Figure 2

HDAC3 but not HDAC2 interacts with the MIE locus of HCMV. A. ChIP on Chip assay. HFF cells were infected with the Toledo strain at MOI 5, and the DNA samples from the infected cells were prepared by using the EZ-ChIP commercial kit. Anti-HDAC2, anti-HDAC3, and normal IgG (as a negative control) antibodies were used to precipitate the fragmented Protein-DNA complexes. The DNA fragments pulled down with HDAC3 and IgG antibody were amplified and labeled with Alexa Flour 555 and Alexa Flour 647, respectively and vice-versa. The labeled DNA was applied to the HCMV genomic Microarray containing the entire HCMV (Toledo strain) genomic DNA divided into 593 small fragments. The array was scanned at 532 nm (for Cy3) and 635 nm (for Cy5). HDAC3 was detected only in the MIE locus as indicated with black arrows. The grey arrows indicate no-specific hybridizations. B. PCR verification of the ChIP-on-chip assay. A series of PCR reactions covering the MIE region was performed on the sample before ChIP (Input) and ChIP samples, as indicated on left.
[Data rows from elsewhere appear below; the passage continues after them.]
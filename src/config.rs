// SPDX-FileCopyrightText: 2026 Bruno Meilick
// SPDX-License-Identifier: LicenseRef-Nereid-FreeUse-NoCopy-NoDerivatives
//
// All rights reserved.
//
// This file is part of Proteus and is proprietary software.
// Unauthorized copying, modification, or distribution is prohibited.

//! Engine configuration: defaults, an optional JSON file, then `PROTEUS_*` environment overrides.

use std::path::{Path, PathBuf};
use std::time::Duration;

use serde::{Deserialize, Serialize};

/// Slack added on top of the worst-case sum of an edit's sequential host steps.
pub const EDIT_TIMEOUT_MARGIN_MS: u64 = 1_000;

/// Host round trips an edit may perform in sequence: fetch, snapshot, persist, rollback persist.
const EDIT_HOST_STEPS: u64 = 4;

const ENV_PREFIX: &str = "PROTEUS";

#[derive(Debug, Clone, PartialEq, Eq, Serialize, Deserialize)]
#[serde(default)]
pub struct EngineConfig {
    pub read_timeout_ms: u64,
    /// Derived from the host timeouts when unset.
    pub edit_timeout_ms: Option<u64>,
    pub host_io_timeout_ms: u64,
    /// How long a write waits for an external accept/reject verdict before assuming acceptance.
    pub acceptance_wait_ms: u64,
    pub drain_timeout_ms: u64,
    /// Append a rendering of the structured detail to failure messages.
    pub augment_failure_messages: bool,
}

impl Default for EngineConfig {
    fn default() -> Self {
        Self {
            read_timeout_ms: 10_000,
            edit_timeout_ms: None,
            host_io_timeout_ms: 5_000,
            acceptance_wait_ms: 3_000,
            drain_timeout_ms: 30_000,
            augment_failure_messages: true,
        }
    }
}

#[derive(Debug, thiserror::Error)]
pub enum ConfigError {
    #[error("failed to load configuration: {0}")]
    Load(#[from] config::ConfigError),
    #[error("config file {path:?} does not exist")]
    MissingFile { path: PathBuf },
    #[error("`{field}` must be greater than zero")]
    Zero { field: &'static str },
    #[error(
        "edit_timeout_ms ({configured}) must be at least {required} ms: 4 host round trips plus the acceptance wait plus {EDIT_TIMEOUT_MARGIN_MS} ms"
    )]
    EditTimeoutTooShort { configured: u64, required: u64 },
}

impl EngineConfig {
    /// Loads defaults, then `path` (JSON) if given, then the process environment.
    pub fn load(path: Option<&Path>) -> Result<Self, ConfigError> {
        Self::load_with_env(path, None)
    }

    /// Like [`EngineConfig::load`], but reads overrides from `env` instead of the process
    /// environment when provided.
    pub fn load_with_env(
        path: Option<&Path>,
        env: Option<config::Map<String, String>>,
    ) -> Result<Self, ConfigError> {
        let mut builder = config::Config::builder();
        if let Some(path) = path {
            if !path.exists() {
                return Err(ConfigError::MissingFile { path: path.to_path_buf() });
            }
            builder = builder.add_source(config::File::from(path).format(config::FileFormat::Json));
        }
        builder = builder.add_source(
            config::Environment::with_prefix(ENV_PREFIX)
                .prefix_separator("_")
                .try_parsing(true)
                .source(env),
        );

        let loaded: EngineConfig = builder.build()?.try_deserialize()?;
        loaded.validated()
    }

    /// Checks limits and fills in the derived edit timeout.
    pub fn validated(mut self) -> Result<Self, ConfigError> {
        for (field, value) in [
            ("read_timeout_ms", self.read_timeout_ms),
            ("host_io_timeout_ms", self.host_io_timeout_ms),
            ("drain_timeout_ms", self.drain_timeout_ms),
        ] {
            if value == 0 {
                return Err(ConfigError::Zero { field });
            }
        }

        let required = self.edit_budget_ms().saturating_add(EDIT_TIMEOUT_MARGIN_MS);
        match self.edit_timeout_ms {
            Some(configured) if configured < required => {
                return Err(ConfigError::EditTimeoutTooShort { configured, required });
            }
            Some(_) => {}
            None => self.edit_timeout_ms = Some(required),
        }
        Ok(self)
    }

    /// Worst case of an edit's sequential sub-steps, without margin.
    pub fn edit_budget_ms(&self) -> u64 {
        self.host_io_timeout_ms
            .saturating_mul(EDIT_HOST_STEPS)
            .saturating_add(self.acceptance_wait_ms)
    }

    pub fn read_timeout(&self) -> Duration {
        Duration::from_millis(self.read_timeout_ms)
    }

    pub fn edit_timeout(&self) -> Duration {
        let derived = self.edit_budget_ms().saturating_add(EDIT_TIMEOUT_MARGIN_MS);
        Duration::from_millis(self.edit_timeout_ms.unwrap_or(derived))
    }

    pub fn host_io_timeout(&self) -> Duration {
        Duration::from_millis(self.host_io_timeout_ms)
    }

    pub fn acceptance_wait(&self) -> Duration {
        Duration::from_millis(self.acceptance_wait_ms)
    }

    pub fn drain_timeout(&self) -> Duration {
        Duration::from_millis(self.drain_timeout_ms)
    }
}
C. HDAC3-interacting map. The ORFs spanning the MIE locus are shown. HDAC3-interacting region is indicated as green. D. HDAC2/3 ChIP on hTERT promoter. Mrc-5 cells were cross-linked and ChIP samples were made using the EZ-ChIP commercial kit. Anti-HDAC2 (Anti-2), anti-HDAC3 (Anti-3), and normal IgG (as a negative control) antibodies were used to precipitate the fragmented Protein-DNA complexes. PCR was performed to detect the precipitated hTERT promoter DNA using the primers and PCR protocol as reported [27].